**Task directions:** All lines below are to be output exactly as they stand.

---------- Data for review ----------

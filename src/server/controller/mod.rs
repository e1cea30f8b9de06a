//! HTTP request handlers.
//!
//! Controllers parse path and query parameters, convert request DTOs into validated
//! parameters, call the service layer and convert domain models back into DTOs.

pub mod player;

----------

**Written response:**
filename src/server/controller/mod.rs
repository e1cea30f8b9de06a
//! HTTP request handlers.
//!
//! Controllers parse path and query parameters, convert request DTOs into validated
//! parameters, call the service layer and convert domain models back into DTOs.

pub mod player;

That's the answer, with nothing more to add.